In 2003, Sprint Canada entered a C$55 million securitization deal with Financity. In 2005, Call-Net and Sprint Canada's 600,000 customers (including 31,000 wireless subscribers) were acquired by Rogers Communications.

==Services==
Sprint Canada charged a system access fee for all of its services. The home phone, long-distance and Internet services each had a $4.25 fee, while the Sprint and Fido bundles have a $6.95 fee. For clarity purposes, prices stated in this article already include such fees.

===Landline phone===
Both traditional and VoIP landline phones were available.

===Long distance===
Sprint Canada's flagship product was its long-distance. It was available landline and mobile phones. The rates at the time were very competitive and challenged Bell Canada's monopoly.

===Internet access===
Multiple dial-up Internet access options were available for Sprint Canada customers. Both time-limited and unlimited plans were available. "THE MOST online Basic Unlimited" had a cost of $23.20 per month and included a single email address. For an additional $3, one could upgrade to "THE MOST online XTRA", which included Internet call waiting and four additional email addresses. This allowed the customer to answer calls while surfing online.

===Wireless===
Sprint Canada had a partnership with Fido Solutions. It consisted of bundling Sprint Canada's landline phone service with Fido's wireless phone service. Sprint's long-distance plans could be used on either or both phones, but Fido month minutes would be deducted for any calls made on the Fido phone.

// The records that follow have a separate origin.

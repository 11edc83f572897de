//! Drives a store step by step to the latest schema version.

use std::fs;

use notestore_core::{MigrationError, MigrationResult, StoreConfig};
use tracing::{debug, info, warn};

use crate::compat;
use crate::executor::MigrationExecutor;
use crate::mapping::{MappingCatalog, MappingResolver};
use crate::notes_plans::notes_catalog;
use crate::registry::{SchemaRegistry, SchemaVersion};
use crate::run::MigrationReport;
use crate::store::Store;

/// Registry plus catalog. Holds no store state, so one `Migrator` can serve
/// any number of stores.
#[derive(Debug, Clone)]
pub struct Migrator {
    registry: SchemaRegistry,
    catalog: MappingCatalog,
    executor: MigrationExecutor,
}

impl Migrator {
    #[must_use]
    pub const fn new(registry: SchemaRegistry, catalog: MappingCatalog) -> Self {
        Self {
            registry,
            catalog,
            executor: MigrationExecutor::new(),
        }
    }

    /// The shipped notes chain with its explicit plans.
    pub fn notes() -> MigrationResult<Self> {
        Ok(Self::new(SchemaRegistry::notes()?, notes_catalog()))
    }

    #[cfg(test)]
    pub(crate) fn with_executor(mut self, executor: MigrationExecutor) -> Self {
        self.executor = executor;
        self
    }

    #[must_use]
    pub const fn registry(&self) -> &SchemaRegistry {
        &self.registry
    }

    #[must_use]
    pub const fn resolver(&self) -> MappingResolver<'_> {
        MappingResolver::new(&self.registry, &self.catalog)
    }

    /// Registered version the store is recorded at.
    pub fn current_version(&self, store: &Store) -> MigrationResult<Option<&SchemaVersion>> {
        compat::current_version_of(store, &self.registry)
    }

    /// Whether `migrate_to_latest` would run at least one step.
    pub fn needs_migration(&self, store: &Store) -> MigrationResult<bool> {
        let latest = self.registry.latest()?;
        Ok(self
            .starting_version(store)?
            .is_some_and(|current| current != latest))
    }

    /// Version to start from. A missing store or one that matches no
    /// registered version is treated as already at the latest version.
    fn starting_version(&self, store: &Store) -> MigrationResult<Option<&SchemaVersion>> {
        let Some(fingerprint) = compat::fingerprint_of(store)? else {
            debug!(store = %store.path().display(), "no store yet; nothing to migrate");
            return Ok(None);
        };
        let found = self.registry.find_by_fingerprint(&fingerprint);
        if found.is_none() {
            warn!(
                store = %store.path().display(),
                fingerprint = %fingerprint.short(),
                "store matches no registered schema version; treating it as latest"
            );
        }
        Ok(found)
    }

    /// Step `store` forward one adjacent version at a time until it is at
    /// the registry's latest version.
    ///
    /// The first failing step halts the chain. Steps that already completed
    /// stay applied.
    pub fn migrate_to_latest(&self, store: &Store) -> MigrationResult<MigrationReport> {
        let latest = self.registry.latest()?;
        let Some(start) = self.starting_version(store)? else {
            return Ok(MigrationReport {
                start: None,
                end: latest.version(),
                runs: Vec::new(),
            });
        };

        let resolver = self.resolver();
        let mut runs = Vec::new();
        let mut current = start;
        while current != latest {
            let next = self.registry.successor(current).ok_or_else(|| {
                MigrationError::configuration(format!("no version registered after {current}"))
            })?;
            let plan = resolver.plan_for(current, next)?;
            runs.push(self.executor.apply(&plan, store)?);
            current = next;
        }

        if runs.is_empty() {
            debug!(store = %store.path().display(), version = %latest, "store already at latest version");
        } else {
            info!(
                store = %store.path().display(),
                from = start.version(),
                to = latest.version(),
                steps = runs.len(),
                "store migrated to latest version"
            );
        }
        Ok(MigrationReport {
            start: Some(start.version()),
            end: latest.version(),
            runs,
        })
    }
}

/// A store ready for the application's CRUD layer.
#[derive(Debug)]
pub struct PreparedStore {
    pub store: Store,
    pub report: MigrationReport,
}

/// Start-up entry point: make sure the data directory exists, then bring the
/// configured store to the latest version.
///
/// With migrations disabled an older store is refused with
/// `IncompatibleStore` rather than handed out under the wrong schema.
pub fn prepare_store(config: &StoreConfig, migrator: &Migrator) -> MigrationResult<PreparedStore> {
    fs::create_dir_all(&config.data_dir)
        .map_err(|e| MigrationError::fs("create data directory", &config.data_dir, e))?;
    let store = Store::at(config.store_path());

    let report = if config.migrations_enabled {
        migrator.migrate_to_latest(&store)?
    } else {
        let latest = migrator.registry().latest()?;
        let current = migrator.current_version(&store)?;
        if let Some(current) = current.filter(|v| *v != latest) {
            return Err(MigrationError::IncompatibleStore {
                path: store.path().to_path_buf(),
                found: current.to_string(),
                expected: latest.to_string(),
            });
        }
        MigrationReport {
            start: current.map(SchemaVersion::version),
            end: latest.version(),
            runs: Vec::new(),
        }
    };
    Ok(PreparedStore { store, report })
}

Two monthly plans were offered, with different allowances for local wireless minutes:
- $51.90 for 150 anytime minutes
- $63.90 for 150 daytime minutes and 1000 evening and weekend minutes
- $71.90 for 300 daytime minutes and 1000 evening and weekend minutes

Daytime minutes could be used from Monday to Friday between 8 am and 7 pm. Evenings and weekend minutes could be used at any time on Saturdays and Sundays, which started at 7 pm Friday and ended at 8 am Monday. From Monday to Friday, they could only be used between 7 pm and 8 am. For Example, Monday at 7 pm to Tuesday at 8 am. If a customer has any unused minutes at the end of a month, they cannot be carried over to the next month.

All plans included call waiting, conference call and 1000 call forwarding minutes. In addition, customers could add two extra calling features at no cost: Caller ID, voicemail, or 50 sent SMS to Canada and the USA. All features could be obtained for $3/month

Sprint Canada's wireless division had 31,000 customers in Q3 2005 before being acquired by Rogers Wireless.